Information for patients considering surgery to feminize their voice. Patients are typically male-to-female transgender patients who have tried or are also trying voice therapy.
- Instructions during healing
The following is meant for my patients and is based on my experience. There certainly are regional and individual surgeon variations in style, especially for surgery in the transgender patient.
Thyrohyoid approximation is a procedure designed to raise a genetic male's voice box higher in the neck, in an attempt to raise the resonance of the pharynx by shortening the pharyngeal chamber.
The surgery is for patients whose voice pitch is interpreted as male, despite concerted efforts at altering pitch. I have found it useful in transgender patients who can get a satisfactory voice with their own effort, but find it continuously effortful and would like to be able to relax a bit more during conversation or not feel so fatigued at days end. It can be part of feminization laryngoplasty surgery.
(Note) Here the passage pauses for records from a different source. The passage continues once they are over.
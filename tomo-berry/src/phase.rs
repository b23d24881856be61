//! 学习阶段与数据集风格.
//!
//! 各阶段在数据增强、深度截断和权重策略上的差异被收敛成一个
//! [`PhaseConfig`] 值对象, 在构建数据集时一次性选定.

use crate::error::{Result, TomoError};
use crate::weight::SlicePositions;
use serde::Deserialize;
use std::fmt;

/// 学习阶段.
#[derive(Copy, Clone, Debug, Eq, PartialEq, Hash, Deserialize)]
#[serde(rename_all = "snake_case")]
pub enum Phase {
    /// 训练.
    Train,

    /// 验证.
    Val,

    /// 测试.
    Test,

    /// 预测. 没有真值, 不计算权重.
    Predict,
}

impl Phase {
    /// 全部阶段.
    pub const ALL: [Phase; 4] = [Phase::Train, Phase::Val, Phase::Test, Phase::Predict];
}

impl fmt::Display for Phase {
    fn fmt(&self, f: &mut fmt::Formatter<'_>) -> fmt::Result {
        f.write_str(match self {
            Self::Train => "train",
            Self::Val => "val",
            Self::Test => "test",
            Self::Predict => "predict",
        })
    }
}

/// 单个阶段的行为配置.
#[derive(Copy, Clone, Debug, Eq, PartialEq)]
pub struct PhaseConfig {
    /// 阶段.
    pub phase: Phase,

    /// 是否允许数据增强. 仅训练阶段可能为 `true`.
    pub apply_augmentation: bool,

    /// 是否截断深度.
    pub limit_depth: bool,

    /// 参与评分的标注切片位置. 预测阶段为 `None`.
    pub eligible_slice_positions: Option<SlicePositions>,
}

impl PhaseConfig {
    /// 该阶段是否保留复制因子. 非训练阶段总是按 1 处理.
    #[inline]
    pub fn keeps_replication(&self) -> bool {
        self.phase == Phase::Train
    }
}

/// 数据集风格. 决定各阶段的可评分切片集合.
#[derive(Copy, Clone, Debug, Eq, PartialEq)]
pub enum Flavour {
    /// 所有阶段都使用全部 5 个切片.
    Basic,

    /// 训练用外围 4 个切片, 验证只用中心切片, 测试用全部切片.
    Slice,
}

/// 已登记的风格. 键名稳定, 启动时校验.
pub const FLAVOURS: [(&str, Flavour); 2] = [("basic", Flavour::Basic), ("slice", Flavour::Slice)];

impl Flavour {
    /// 由登记键名查找风格.
    pub fn from_key(key: &str) -> Result<Self> {
        FLAVOURS
            .iter()
            .find_map(|&(k, f)| (k == key).then_some(f))
            .ok_or_else(|| TomoError::InvalidConfig(format!("unknown dataset flavour `{key}`")))
    }

    /// 该风格在 `phase` 阶段的可评分切片位置.
    pub fn eligible(self, phase: Phase) -> Option<SlicePositions> {
        match (self, phase) {
            (_, Phase::Predict) => None,
            (Self::Basic, _) => Some(SlicePositions::ALL),
            (Self::Slice, Phase::Train) => Some(SlicePositions::OFF_CENTER),
            (Self::Slice, Phase::Val) => Some(SlicePositions::CENTER),
            (Self::Slice, Phase::Test) => Some(SlicePositions::ALL),
        }
    }

    /// 构建 `phase` 阶段的行为配置. `augment` 只在训练阶段生效.
    pub fn phase_config(self, phase: Phase, augment: bool) -> PhaseConfig {
        PhaseConfig {
            phase,
            apply_augmentation: augment && phase == Phase::Train,
            limit_depth: matches!(phase, Phase::Train | Phase::Val),
            eligible_slice_positions: self.eligible(phase),
        }
    }
}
This surgery doesn't work or meet the needs of everyone. It is new and as of 2007, it is not being performed elsewhere.
Other approaches include reducing the size of the vocal cord, perhaps with a laser. The theory is that the thinner vocal cord will vibrate at a higher pitch. Women’s vocal cords are both thinner and shorter than men's vocal cords. Another approach is cricothyroid approximation.
Some other surgeons have tried creating a web on the vocal cords. I have seen people with webs from other conditions and I am not impressed with their voices, so I don't plan on trying this procedure myself.
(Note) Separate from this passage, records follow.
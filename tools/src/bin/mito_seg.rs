//! 外部分割模型前后的数据处理.
//!
//! ```text
//! mito_seg prep <in.npz> <out.npz> [--bin2]
//! mito_seg restore <prepared.npz> <prediction.npz> <out.npz> [--copy]
//! ```
//!
//! `prep` 写出 `data` (归一化并居中填充后的体) 和 `shape` (填充前形状);
//! 模型把预测写入 `mito_pred`; `restore` 把预测裁剪回 `shape`, `--copy`
//! 时一并写出裁剪后的 `data`.

use anyhow::{bail, Context};
use log::info;
use ndarray::{Array1, Array3};
use std::path::PathBuf;
use tomo_berry::consts::{DATA_KEY, INFERENCE_BLOCK, PREDICTION_KEY, SHAPE_KEY};
use tomo_berry::inference::{self, InferenceConfig};
use tomo_berry::storage::{TomoArchive, TomoWriter};

fn usage() -> ! {
    eprintln!("usage:");
    eprintln!("  mito_seg prep <in.npz> <out.npz> [--bin2]");
    eprintln!("  mito_seg restore <prepared.npz> <prediction.npz> <out.npz> [--copy]");
    std::process::exit(2);
}

/// 拆分位置参数与开关. 仅接受 `flag` 这一个开关.
fn split_args(args: Vec<String>, flag: &str) -> anyhow::Result<(Vec<PathBuf>, bool)> {
    let mut paths = Vec::new();
    let mut on = false;
    for a in args {
        if a == flag {
            on = true;
        } else if a.starts_with("--") {
            bail!("unknown option `{a}`");
        } else {
            paths.push(PathBuf::from(a));
        }
    }
    Ok((paths, on))
}

fn prep(input: PathBuf, output: PathBuf, bin2: bool) -> anyhow::Result<()> {
    let data = TomoArchive::open(&input)?
        .data()
        .with_context(|| format!("reading {}", input.display()))?;
    let config = InferenceConfig::new(INFERENCE_BLOCK, bin2)?;
    let prepared = inference::preprocess(data, &config);
    info!(
        "{}: {:?} -> {:?}",
        input.display(),
        prepared.shape,
        prepared.data.dim()
    );

    let mut writer = TomoWriter::create(&output)?;
    writer.add(DATA_KEY, &prepared.data)?;
    writer.add(SHAPE_KEY, &inference::shape_to_array(prepared.shape))?;
    writer.finish()?;
    Ok(())
}

fn restore(
    prepared: PathBuf,
    prediction: PathBuf,
    output: PathBuf,
    copy: bool,
) -> anyhow::Result<()> {
    let mut archive = TomoArchive::open(&prepared)?;
    let raw_shape: Array1<u64> = archive.read(SHAPE_KEY)?;
    let shape = inference::shape_from_array(raw_shape.view())
        .with_context(|| format!("malformed `{SHAPE_KEY}` in {}", prepared.display()))?;

    let pred: Array3<f32> = TomoArchive::open(&prediction)?
        .read(PREDICTION_KEY)
        .with_context(|| format!("reading {}", prediction.display()))?;

    let mut writer = TomoWriter::create(&output)?;
    if copy {
        let data = archive.data()?;
        let (pred, data) = inference::postprocess_with_data(pred.view(), data.view(), shape);
        writer.add(PREDICTION_KEY, &pred)?;
        writer.add(DATA_KEY, &data)?;
    } else {
        writer.add(PREDICTION_KEY, &inference::postprocess(pred.view(), shape))?;
    }
    let path = writer.finish()?;
    info!("restored {shape:?} into {}", path.display());
    Ok(())
}

fn main() -> anyhow::Result<()> {
    tools::init_logger()?;

    let mut args = std::env::args().skip(1);
    let cmd = args.next().unwrap_or_else(|| usage());
    let rest: Vec<String> = args.collect();

    match cmd.as_str() {
        "prep" => {
            let (paths, bin2) = split_args(rest, "--bin2")?;
            let [input, output]: [PathBuf; 2] = paths.try_into().unwrap_or_else(|_| usage());
            prep(input, output, bin2)
        }
        "restore" => {
            let (paths, copy) = split_args(rest, "--copy")?;
            let [prepared, prediction, output]: [PathBuf; 3] =
                paths.try_into().unwrap_or_else(|_| usage());
            restore(prepared, prediction, output, copy)
        }
        "--help" | "-h" => usage(),
        other => bail!("unknown command `{other}`"),
    }
}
Before the surgery/procedure, a PARQ conference is held with you. This is an acronym for Procedures, Alternatives, Risks and Questions. It means that your surgeon has discussed with you in full detail the reasons for the procedure, the alternative treatments to the procedure, the risks of the procedure and that you have been given ample time to ask questions and are satisfied with those reasons and answers. In addition, an evaluation and examination of your voice box is essential. This involves a skilled examiner listening to and measuring a number of characteristics of your voice. A visual inspection of your mouth, throat and voice box is also performed taking about an hour. Our speech therapist will also spend about an hour with you.
The surgery is performed in an outpatient setting under local or general anesthesia. After you are asleep, an incision is placed parallel to or in a skin crease of your neck over the Adam’s apple.
The thyroid cartilage (Adam's apple) is exposed and the top portion removed. Holes are placed in the thyroid cartilage and in the hyoid bone and when tightened, the voice box is raised higher in the neck.
I ask you to rest your voice for a few days and avoid coughing - in an attempt to avoid pulling out the sutures. The younger you are and the sooner you started taking estrogen, the softer your thyroid cartilage may be.
Aerobic activity may be resumed after two weeks. No weight lifting for one month.
I have performed several cases with this as the only procedure. To be successful there needs to be a gap between the thyroid cartilage and the hyoid bone. In some genetic males the voice box is quite low in the neck and can be raised quite a bit. In others the voice box abuts the hyoid bone and I really must remove some of the thyroid cartilage to create a gap for raising the voice box. Mostly I have performed this procedure simultaneously, in conjunction with a feminization laryngoplasty.
I believe the change with this procedure is more subtle than other procedures. There is less risk with this procedure than the other procedures I perform. It does provide a change in the vocal quality not performed by other procedures.